The message is loud and clear: ""Medicare is in trouble—the system is going bankrupt."" Americans read it in their newspapers, watch it on their televisions, and hear it from their elected officials. The only missing ingredient in the national debate has been a calm and informed discussion of options and solutions.

Marilyn Moon, senior fellow at the Urban Institute, provides a starting point in her new study, Restructuring Medicare’s Cost-Sharing. Supported by The Commonwealth Fund, her analysis focuses on one of the options for reducing federal spending on Medicare: asking beneficiaries to contribute more to the costs of their own care through increased premiums, deductibles, or coinsurance.

While those who advocate this course believe it will expand revenues and reduce unnecessary use of services, Moon’s analysis questions these predicted outcomes.

The problem with the cost-sharing proposal, she contends, is that it would place the greatest burden on the 10 percent of beneficiaries who consume 70 percent of Medicare dollars: the oldest and sickest elderly people.

Low income beneficiaries are particularly at risk because they are most likely to rely on Medicare only, and when they do purchase private Medigap coverage, that premium alone can create financial burdens.

Even though all Medicare beneficiaries with incomes below poverty are eligible for Medicaid assistance in paying Medicare premiums and cost-sharing, fewer than two-thirds participate--often because they are unaware they are eligible.
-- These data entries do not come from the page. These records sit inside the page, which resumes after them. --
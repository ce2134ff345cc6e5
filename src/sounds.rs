use crate::telemetry::AudioCue;
use rodio::{Sample, Sink, Source};
use std::fs::File;
use std::io::BufReader;
use std::path::PathBuf;
use std::sync::atomic::{AtomicI32, Ordering};
use std::sync::mpsc::Sender;
use std::sync::{mpsc, Arc};
use std::thread;
use std::thread::JoinHandle;
use std::time::Duration;
use tracing::{error, warn};

#[derive(Clone, Debug)]
pub enum SoundMsg {
    Engine(AudioCue),
    Stop,
}

pub struct EngineSound {
    thread: Option<JoinHandle<()>>,
    sender: Sender<SoundMsg>,
}

impl EngineSound {
    pub fn new(sample: PathBuf) -> EngineSound {
        let (tx, rx) = mpsc::channel();

        let t = thread::spawn(move || {
            let device = match rodio::default_output_device() {
                Some(device) => device,
                None => {
                    warn!("no audio output device, engine sound disabled");
                    return;
                }
            };

            let file = match File::open(&sample) {
                Ok(file) => file,
                Err(e) => {
                    error!(path = %sample.display(), "cannot open engine sample: {}", e);
                    return;
                }
            };
            let source = match rodio::Decoder::new(BufReader::new(file)) {
                Ok(source) => source.buffered().repeat_infinite(),
                Err(e) => {
                    error!(path = %sample.display(), "cannot decode engine sample: {}", e);
                    return;
                }
            };
            let source = AdjustableSpeed {
                input: source,
                factor: Arc::new(AtomicI32::new(10000)),
            };
            let engine_speed = source.factor.clone();
            let engine_sink = Sink::new(&device);
            engine_sink.append(source);
            engine_sink.set_volume(0.0);

            let mut running = true;
            while running {
                match rx.recv() {
                    Ok(msg) => match msg {
                        SoundMsg::Stop => {
                            running = false;
                        }
                        SoundMsg::Engine(cue) => {
                            engine_speed.store((cue.rate * 10000.0) as i32, Ordering::SeqCst);
                            engine_sink.set_volume(cue.volume);
                        }
                    },
                    Err(e) => {
                        warn!("sound thread died: {:?}", e);
                        running = false;
                    }
                }
            }
        });

        EngineSound {
            thread: Some(t),
            sender: tx,
        }
    }

    pub fn update(&self, cue: AudioCue) {
        self.sender.send(SoundMsg::Engine(cue)).unwrap_or_default();
    }
}

impl Drop for EngineSound {
    fn drop(&mut self) {
        self.sender.send(SoundMsg::Stop).unwrap_or_default();
        self.thread.take().map(JoinHandle::join);
    }
}

#[derive(Clone, Debug)]
pub struct AdjustableSpeed<I> {
    input: I,
    factor: Arc<AtomicI32>,
}

impl<I> Iterator for AdjustableSpeed<I>
where
    I: Source,
    I::Item: Sample,
{
    type Item = I::Item;

    fn next(&mut self) -> Option<I::Item> {
        self.input.next()
    }

    fn size_hint(&self) -> (usize, Option<usize>) {
        self.input.size_hint()
    }
}

impl<I> Source for AdjustableSpeed<I>
where
    I: Source,
    I::Item: Sample,
{
    fn current_frame_len(&self) -> Option<usize> {
        self.input.current_frame_len()
    }

    fn channels(&self) -> u16 {
        self.input.channels()
    }

    fn sample_rate(&self) -> u32 {
        let f = self.factor.load(Ordering::SeqCst) as f32 / 10000.0;
        (self.input.sample_rate() as f32 * f) as u32
    }

    #[inline]
    fn total_duration(&self) -> Option<Duration> {
        let f = self.factor.load(Ordering::SeqCst) as f32 / 10000.0;
        if f <= 0.0 {
            return None;
        }
        self.input
            .total_duration()
            .map(|d| Duration::from_secs_f32(d.as_secs_f32() / f))
    }
}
This assistance is not available to beneficiaries with incomes above $7,000 for individuals or $9,000 for couples—incomes sufficiently low to make out-of-pocket costs a major barrier to care.
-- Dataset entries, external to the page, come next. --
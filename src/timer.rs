use serde::{Deserialize, Serialize};
use tracing::info;

#[derive(Debug, Copy, Clone, PartialEq, Serialize, Deserialize)]
pub struct SpeedMark {
    /// mph
    pub threshold: f32,
    /// Simulated seconds since the car started moving.
    pub elapsed: f32,
}

#[derive(Debug, Clone)]
pub struct SpeedTimer {
    thresholds: Vec<f32>,
    pending: Vec<f32>,
    moving: bool,
    elapsed: f32,
}

impl Default for SpeedTimer {
    fn default() -> Self {
        SpeedTimer::new(vec![50.0, 100.0, 150.0, 200.0])
    }
}

impl SpeedTimer {
    /// `thresholds` in mph, ascending.
    pub fn new(thresholds: Vec<f32>) -> SpeedTimer {
        SpeedTimer {
            pending: thresholds.clone(),
            thresholds,
            moving: false,
            elapsed: 0.0,
        }
    }

    pub fn is_running(&self) -> bool {
        self.moving
    }

    pub fn elapsed(&self) -> f32 {
        self.elapsed
    }

    /// `speed` in km/h, `imperial_speed` in mph.
    pub fn update(&mut self, speed: f32, imperial_speed: f32, dt: f32) -> Vec<SpeedMark> {
        if !self.moving && speed > 0.0 {
            self.moving = true;
            self.elapsed = 0.0;
            self.pending = self.thresholds.clone();
            info!("started timer");
        } else if self.moving && speed == 0.0 {
            self.moving = false;
            info!("reset timer");
        }

        if !self.moving {
            return vec![];
        }
        self.elapsed += dt;

        let elapsed = self.elapsed;
        let mut marks = vec![];
        self.pending.retain(|threshold| {
            if imperial_speed > *threshold {
                info!(threshold, elapsed, "reached speed");
                marks.push(SpeedMark {
                    threshold: *threshold,
                    elapsed,
                });
                false
            } else {
                true
            }
        });
        marks
    }
}

#[cfg(test)]
mod tests {
    use super::*;

    #[test]
    fn marks_each_threshold_once() {
        let mut timer = SpeedTimer::new(vec![10.0, 20.0]);
        assert!(timer.update(0.0, 0.0, 0.5).is_empty());
        assert!(!timer.is_running());

        assert!(timer.update(8.0, 5.0, 0.5).is_empty());
        let marks = timer.update(20.0, 12.0, 0.5);
        assert_eq!(marks, vec![SpeedMark { threshold: 10.0, elapsed: 1.0 }]);
        assert!(timer.update(20.0, 12.0, 0.5).is_empty());

        let marks = timer.update(40.0, 25.0, 0.5);
        assert_eq!(marks.len(), 1);
        assert_eq!(marks[0].threshold, 20.0);
    }

    #[test]
    fn full_stop_rearms_the_timer() {
        let mut timer = SpeedTimer::new(vec![10.0]);
        timer.update(30.0, 18.0, 1.0);
        timer.update(0.0, 0.0, 1.0);
        assert!(!timer.is_running());

        let marks = timer.update(30.0, 18.0, 0.25);
        assert_eq!(marks, vec![SpeedMark { threshold: 10.0, elapsed: 0.25 }]);
    }

    #[test]
    fn several_thresholds_in_one_tick() {
        let mut timer = SpeedTimer::default();
        let marks = timer.update(200.0, 120.0, 0.1);
        let reached: Vec<f32> = marks.iter().map(|m| m.threshold).collect();
        assert_eq!(reached, vec![50.0, 100.0]);
    }
}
Moon concludes that cost-sharing could be done in a ""budget-neutral"" way that protects the most vulnerable beneficiaries. She also suggests that the program could be simplified and made more consistent with insurance for the under-age-65 population

Facts and Figures

  • Medicare recipients pay yearly deductibles of $736 for Part A and $100 for Part B coverage.

  • Medicare does not offer ""stop loss"" protection; the out-of-pocket costs for very sick individuals continue to mount indefinitely. Consequently, it makes sense to consider ways to restructure beneficiary payments in a more reasonable way.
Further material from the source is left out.